Excerpts from a dataset:
= Beginning of Section =

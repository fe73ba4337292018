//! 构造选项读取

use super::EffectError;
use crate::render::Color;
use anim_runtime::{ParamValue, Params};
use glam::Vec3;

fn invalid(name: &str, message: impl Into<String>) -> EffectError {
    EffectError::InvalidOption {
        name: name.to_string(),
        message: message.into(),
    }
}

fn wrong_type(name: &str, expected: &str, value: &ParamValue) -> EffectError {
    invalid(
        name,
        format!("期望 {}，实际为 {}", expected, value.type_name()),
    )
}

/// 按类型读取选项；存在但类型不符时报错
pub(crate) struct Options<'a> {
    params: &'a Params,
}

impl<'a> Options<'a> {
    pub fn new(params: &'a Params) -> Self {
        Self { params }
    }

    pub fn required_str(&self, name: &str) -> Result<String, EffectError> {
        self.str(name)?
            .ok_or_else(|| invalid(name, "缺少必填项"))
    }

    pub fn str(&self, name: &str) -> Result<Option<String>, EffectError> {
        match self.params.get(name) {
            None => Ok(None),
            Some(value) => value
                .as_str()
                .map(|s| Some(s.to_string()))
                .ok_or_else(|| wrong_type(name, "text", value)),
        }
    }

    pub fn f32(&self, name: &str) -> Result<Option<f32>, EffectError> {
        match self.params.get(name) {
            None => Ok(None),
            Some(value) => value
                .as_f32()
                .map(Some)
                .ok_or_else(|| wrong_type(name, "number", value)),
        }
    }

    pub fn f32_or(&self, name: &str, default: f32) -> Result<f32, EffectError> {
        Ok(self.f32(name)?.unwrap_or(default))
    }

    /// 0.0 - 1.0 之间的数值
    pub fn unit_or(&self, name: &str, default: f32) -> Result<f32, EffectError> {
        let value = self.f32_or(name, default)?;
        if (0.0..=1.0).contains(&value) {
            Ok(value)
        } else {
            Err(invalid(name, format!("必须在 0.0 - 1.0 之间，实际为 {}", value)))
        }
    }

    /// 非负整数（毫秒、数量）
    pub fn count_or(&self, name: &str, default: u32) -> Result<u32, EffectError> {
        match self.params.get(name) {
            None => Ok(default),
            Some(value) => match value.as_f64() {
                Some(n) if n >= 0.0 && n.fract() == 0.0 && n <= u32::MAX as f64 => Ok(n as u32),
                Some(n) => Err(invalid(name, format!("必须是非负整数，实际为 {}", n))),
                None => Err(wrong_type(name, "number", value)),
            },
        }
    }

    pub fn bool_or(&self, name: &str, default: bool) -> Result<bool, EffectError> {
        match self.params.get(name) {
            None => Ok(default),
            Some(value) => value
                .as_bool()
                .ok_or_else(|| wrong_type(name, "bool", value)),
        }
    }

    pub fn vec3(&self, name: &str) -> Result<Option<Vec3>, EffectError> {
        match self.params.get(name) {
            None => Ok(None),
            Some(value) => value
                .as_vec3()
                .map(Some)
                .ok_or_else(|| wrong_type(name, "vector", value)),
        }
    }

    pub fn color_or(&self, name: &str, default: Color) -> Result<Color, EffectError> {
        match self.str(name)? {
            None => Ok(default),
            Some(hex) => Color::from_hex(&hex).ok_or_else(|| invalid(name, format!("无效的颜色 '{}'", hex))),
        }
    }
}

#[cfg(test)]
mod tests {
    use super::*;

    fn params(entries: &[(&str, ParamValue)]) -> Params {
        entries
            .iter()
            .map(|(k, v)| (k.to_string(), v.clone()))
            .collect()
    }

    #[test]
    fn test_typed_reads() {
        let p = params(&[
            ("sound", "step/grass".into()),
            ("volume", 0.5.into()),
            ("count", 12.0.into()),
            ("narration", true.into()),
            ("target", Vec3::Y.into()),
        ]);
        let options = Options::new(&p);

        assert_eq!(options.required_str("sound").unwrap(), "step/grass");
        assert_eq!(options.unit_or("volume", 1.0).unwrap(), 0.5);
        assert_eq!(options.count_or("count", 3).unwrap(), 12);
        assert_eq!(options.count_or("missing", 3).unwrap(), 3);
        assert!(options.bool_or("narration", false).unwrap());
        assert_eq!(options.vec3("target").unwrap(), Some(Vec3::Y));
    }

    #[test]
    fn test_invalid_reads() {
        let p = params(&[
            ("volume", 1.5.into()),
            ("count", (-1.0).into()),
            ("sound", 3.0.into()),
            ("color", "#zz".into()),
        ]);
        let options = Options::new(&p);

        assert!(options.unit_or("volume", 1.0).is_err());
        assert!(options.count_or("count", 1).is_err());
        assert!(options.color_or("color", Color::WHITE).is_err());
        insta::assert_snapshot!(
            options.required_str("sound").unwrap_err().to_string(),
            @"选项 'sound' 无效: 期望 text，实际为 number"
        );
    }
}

= End of Section =

Prompt: Print each entry exactly as it was written.

Expected output:
repository fe73ba4337292018
//! 构造选项读取

use super::EffectError;
use crate::render::Color;
use anim_runtime::{ParamValue, Params};
use glam::Vec3;

fn invalid(name: &str, message: impl Into<String>) -> EffectError {
    EffectError::InvalidOption {
        name: name.to_string(),
        message: message.into(),
    }
}

fn wrong_type(name: &str, expected: &str, value: &ParamValue) -> EffectError {
    invalid(
        name,
        format!("期望 {}，实际为 {}", expected, value.type_name()),
    )
}

/// 按类型读取选项；存在但类型不符时报错
pub(crate) struct Options<'a> {
    params: &'a Params,
}

impl<'a> Options<'a> {
    pub fn new(params: &'a Params) -> Self {
        Self { params }
    }

    pub fn required_str(&self, name: &str) -> Result<String, EffectError> {
        self.str(name)?
            .ok_or_else(|| invalid(name, "缺少必填项"))
    }

    pub fn str(&self, name: &str) -> Result<Option<String>, EffectError> {
        match self.params.get(name) {
            None => Ok(None),
            Some(value) => value
                .as_str()
                .map(|s| Some(s.to_string()))
                .ok_or_else(|| wrong_type(name, "text", value)),
        }
    }

    pub fn f32(&self, name: &str) -> Result<Option<f32>, EffectError> {
        match self.params.get(name) {
            None => Ok(None),
            Some(value) => value
                .as_f32()
                .map(Some)
                .ok_or_else(|| wrong_type(name, "number", value)),
        }
    }

    pub fn f32_or(&self, name: &str, default: f32) -> Result<f32, EffectError> {
        Ok(self.f32(name)?.unwrap_or(default))
    }

    /// 0.0 - 1.0 之间的数值
    pub fn unit_or(&self, name: &str, default: f32) -> Result<f32, EffectError> {
        let value = self.f32_or(name, default)?;
        if (0.0..=1.0).contains(&value) {
            Ok(value)
        } else {
            Err(invalid(name, format!("必须在 0.0 - 1.0 之间，实际为 {}", value)))
        }
    }

    /// 非负整数（毫秒、数量）
    pub fn count_or(&self, name: &str, default: u32) -> Result<u32, EffectError> {
        match self.params.get(name) {
            None => Ok(default),
            Some(value) => match value.as_f64() {
                Some(n) if n >= 0.0 && n.fract() == 0.0 && n <= u32::MAX as f64 => Ok(n as u32),
                Some(n) => Err(invalid(name, format!("必须是非负整数，实际为 {}", n))),
                None => Err(wrong_type(name, "number", value)),
            },
        }
    }

    pub fn bool_or(&self, name: &str, default: bool) -> Result<bool, EffectError> {
        match self.params.get(name) {
            None => Ok(default),
            Some(value) => value
                .as_bool()
                .ok_or_else(|| wrong_type(name, "bool", value)),
        }
    }

    pub fn vec3(&self, name: &str) -> Result<Option<Vec3>, EffectError> {
        match self.params.get(name) {
            None => Ok(None),
            Some(value) => value
                .as_vec3()
                .map(Some)
                .ok_or_else(|| wrong_type(name, "vector", value)),
        }
    }

    pub fn color_or(&self, name: &str, default: Color) -> Result<Color, EffectError> {
        match self.str(name)? {
            None => Ok(default),
            Some(hex) => Color::from_hex(&hex).ok_or_else(|| invalid(name, format!("无效的颜色 '{}'", hex))),
        }
    }
}

#[cfg(test)]
mod tests {
    use super::*;

    fn params(entries: &[(&str, ParamValue)]) -> Params {
        entries
            .iter()
            .map(|(k, v)| (k.to_string(), v.clone()))
            .collect()
    }

    #[test]
    fn test_typed_reads() {
        let p = params(&[
            ("sound", "step/grass".into()),
            ("volume", 0.5.into()),
            ("count", 12.0.into()),
            ("narration", true.into()),
            ("target", Vec3::Y.into()),
        ]);
        let options = Options::new(&p);

        assert_eq!(options.required_str("sound").unwrap(), "step/grass");
        assert_eq!(options.unit_or("volume", 1.0).unwrap(), 0.5);
        assert_eq!(options.count_or("count", 3).unwrap(), 12);
        assert_eq!(options.count_or("missing", 3).unwrap(), 3);
        assert!(options.bool_or("narration", false).unwrap());
        assert_eq!(options.vec3("target").unwrap(), Some(Vec3::Y));
    }

    #[test]
    fn test_invalid_reads() {
        let p = params(&[
            ("volume", 1.5.into()),
            ("count", (-1.0).into()),
            ("sound", 3.0.into()),
            ("color", "#zz".into()),
        ]);
        let options = Options::new(&p);

        assert!(options.unit_or("volume", 1.0).is_err());
        assert!(options.count_or("count", 1).is_err());
        assert!(options.color_or("color", Color::WHITE).is_err());
        insta::assert_snapshot!(
            options.required_str("sound").unwrap_err().to_string(),
            @"选项 'sound' 无效: 期望 text，实际为 number"
        );
    }
}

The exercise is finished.